On this page
Typos and Spelling Errors
What is a typo?
- A missing letter in a word, “hllo” → “hello”
- An extraneous letter, “heello” → “hello”
- Inverted letters: “hlelo” → “hello”
- Substituted letter: “heilo” → “hello”
Other spelling errors
We do not count extra or missing spaces and punctuation as typos, but we only handle them if
typoTolerance is enabled (set to
strict). For example:
- A missing space between two words, that we handle with splitting: “helloworld” → “hello world”
- An extraneous space or punctuation, that we handle with concatenation: “hel lo” → “hello”
What is Typo Tolerance?
Typo tolerance allows users to make mistakes while typing and still find the records they are looking for. This is done by matching words that are close in spelling.
Tolerating typos is extremely important in modern search experiences for two reasons. First of all, typos are inevitable on mobile devices. Secondly, because products and services are growing in both complexity and global reach, not everyone knows the right way to spell a word.
Algolia provides typo tolerance out-of-the-box, along with some important ways to customize just how tolerant a search experience should be. This is what we’ll discuss on this page.
How Typos Are Calculated
Algolia’s typo tolerance algorithm is based on distance. Distance refers to the difference in spelling between a typed word and its exact match in the index. A perfect match is distance = 0. When there is a perfect match, or the distance is low (one or two letters mistakenly typed), then a match is made, and the record is added to the results.
For example, if the engine receives a word like “strm”, this can mean “storm” or “strum” (distance=1 / one letter incorrect), or “star” or “warm” (distance=2 / two letters incorrect).
Distance essentially establishes a threshold of tolerance. The threshold is at 2: when a word is distant by 3 or more mistakes, it will not be tolerated (i.e., not included in the results).
Distance involves a precise logic: it is the minimum number of operations (character additions, deletions, substitutions, or transpositions) required to change one word into another. This is known as the Damerau–Levenshtein distance.
Below are a few examples of how Algolia counts the operations needed to transform a word.

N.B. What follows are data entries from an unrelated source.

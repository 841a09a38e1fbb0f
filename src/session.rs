//! Submission session: collects present marks for one lesson on one date
//! and turns them into a complete Present/Absent batch.

use crate::catalog::Lesson;
use crate::error::{LedgerError, LedgerResult};
use crate::ledger::{AttendanceStatus, SubmissionRecord, SubmissionSink};
use crate::roster::StudentRoster;
use chrono::NaiveDate;
use std::collections::BTreeSet;
use tracing::{info, warn};

#[derive(Debug, Clone, Copy, PartialEq, Eq)]
pub enum SessionState {
    Open,
    Finalized,
}

impl SessionState {
    pub fn as_str(self) -> &'static str {
        match self {
            SessionState::Open => "open",
            SessionState::Finalized => "finalized",
        }
    }
}

#[derive(Debug, Clone)]
pub struct SubmissionSession {
    lesson: Lesson,
    roster: StudentRoster,
    present: BTreeSet<String>,
    date: NaiveDate,
    state: SessionState,
}

impl SubmissionSession {
    pub fn open(lesson: Lesson, roster: StudentRoster, date: NaiveDate) -> LedgerResult<Self> {
        if lesson.name.trim().is_empty() {
            return Err(LedgerError::validation(
                "cannot open a session for a lesson without a name",
            ));
        }
        if !lesson.is_active_on(date) {
            warn!(lesson = %lesson.name, %date, "session date outside lesson window");
        }
        Ok(SubmissionSession {
            lesson,
            roster,
            present: BTreeSet::new(),
            date,
            state: SessionState::Open,
        })
    }

    pub fn lesson(&self) -> &Lesson {
        &self.lesson
    }

    #[cfg(test)]
    pub(crate) fn lesson_mut(&mut self) -> &mut Lesson {
        &mut self.lesson
    }

    pub fn roster(&self) -> &StudentRoster {
        &self.roster
    }

    pub fn date(&self) -> NaiveDate {
        self.date
    }

    pub fn state(&self) -> SessionState {
        self.state
    }

    pub fn present(&self) -> &BTreeSet<String> {
        &self.present
    }

    pub fn is_present(&self, id: &str) -> bool {
        self.present.contains(id)
    }

    fn ensure_open(&self) -> LedgerResult<()> {
        match self.state {
            SessionState::Open => Ok(()),
            SessionState::Finalized => Err(LedgerError::validation("session already finalized")),
        }
    }

    /// Marks ids present; returns how many were not already marked.
    ///
    /// An empty selection or an id outside the roster rejects the whole call.
    pub fn mark_present<I, S>(&mut self, ids: I) -> LedgerResult<usize>
    where
        I: IntoIterator<Item = S>,
        S: AsRef<str>,
    {
        self.ensure_open()?;
        let ids: BTreeSet<String> = ids
            .into_iter()
            .map(|s| s.as_ref().trim().to_string())
            .filter(|s| !s.is_empty())
            .collect();
        if ids.is_empty() {
            return Err(LedgerError::validation("select at least one student"));
        }
        let unknown: Vec<&str> = ids
            .iter()
            .filter(|id| !self.roster.contains(id))
            .map(|s| s.as_str())
            .collect();
        if !unknown.is_empty() {
            return Err(LedgerError::validation(format!(
                "not on the roster: {}",
                unknown.join(", ")
            )));
        }

        let mut added = 0;
        for id in ids {
            if self.present.insert(id) {
                added += 1;
            }
        }
        Ok(added)
    }

    /// Builds one record per roster id, in roster order.
    pub fn records(&self) -> Vec<SubmissionRecord> {
        self.roster
            .ids()
            .iter()
            .map(|id| SubmissionRecord {
                date: self.date,
                lesson: self.lesson.name.clone(),
                weekday: self.lesson.weekday.as_str().to_string(),
                period: self.lesson.period.clone(),
                student_id: id.clone(),
                status: if self.present.contains(id) {
                    AttendanceStatus::Present
                } else {
                    AttendanceStatus::Absent
                },
            })
            .collect()
    }

    /// Appends the full batch to `sink`.
    ///
    /// On failure the session stays open with its marks, so the caller may retry.
    pub fn finalize<S: SubmissionSink + ?Sized>(
        &mut self,
        sink: &mut S,
    ) -> LedgerResult<Vec<SubmissionRecord>> {
        self.ensure_open()?;
        if self.lesson.name.trim().is_empty() {
            return Err(LedgerError::validation(
                "lesson name is empty; set a lesson name before finalizing",
            ));
        }
        let records = self.records();
        sink.append(&records)?;

        self.state = SessionState::Finalized;
        self.present.clear();
        info!(
            lesson = %self.lesson.name,
            date = %self.date,
            rows = records.len(),
            absent = records
                .iter()
                .filter(|r| r.status == AttendanceStatus::Absent)
                .count(),
            "session finalized"
        );
        Ok(records)
    }

    /// Discards the session without persisting anything.
    pub fn abandon(self) {
        info!(lesson = %self.lesson.name, marked = self.present.len(), "session abandoned");
    }
}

1 2 3 4 5 6 7 8 michael // 0 typos mickael // 1 typo (substitution: h → k) micael // 1 typo (deletion: h) mickhael // 1 typo (addition: k) micheal // 1 typo (transposition: a ⇄ e) mickaell // 2 typos (substitution: h → k, addition: l) Tichael // 2 typos (substitution: m → T, first letter) Tickael // 3 typos (substitution: m → T, first letter, substitution h → k)
- We are transforming the words of a query not to correct their spelling. We are doing this, instead, as part of the search itself: for example, if a word is found as-typed (that is, with no transformation), its typo count = 0. If, on the other hand, the engine finds the word only after applying one or more operations, then each operation costs 1. Ultimately, the typo count impacts ranking.
- The last two examples (“Tichael” and “Tickael”) represent an exception to the distance=2 threshold. Because typos on the first letter are relatively uncommon, such typos are counted as 2, and in this case only, the threshold is distance=3.
- Typo tolerance is not case-sensitive.
- Accented letters and other special characters are ignored.
- Typo tolerance only works with phonemic languages, which use single characters to represent sound to form a word. Spelling errors are possible for these languages. Logogram-based languages (such as Chinese, Japanese, Korean, and Vietnamese) do not use single letters to represent sound—they rely on pictures to represent words (or partial words) instead. Therefore, typo-tolerance doesn’t work for these languages.
- In addition to typos, Algolia handles splitting and concatenation-the insertion or removal of spaces or punctuation between two words. This way, “entert ainment” matches with “entertainment”, and “jamesbrown” matches with “James Brown.” We do not consider splits and concatenations as typos, but we only handle them if
typoToleranceis enabled (set to
strict), and when there are no other typing mistakes.
- When a user places words within quotes, and you have set the
advancedSyntaxsetting to true, then typo tolerance will not apply to the text within the quotes. Quotation marks require exact matching.
Impact of Typos in Ranking Formula
Typo count is the very first criterion in Algolia’s default ranking formula. Therefore, words with perfect matches are ranked higher than words with 1 typo, and 1 typo words are ranked higher than words with 2 typos.
Configuring Typo Tolerance
Every search experience and user base is different. That’s why Algolia makes it easy to configure exactly how typos are handled.
For alphabet-based and phonemic languages (English, French, Russian, ..), we offer many ways to configure the engine to improve typo tolerance. Usually, just enabling it is sufficient. However, for some queries or data sets, you’ll need to fine-tune its settings.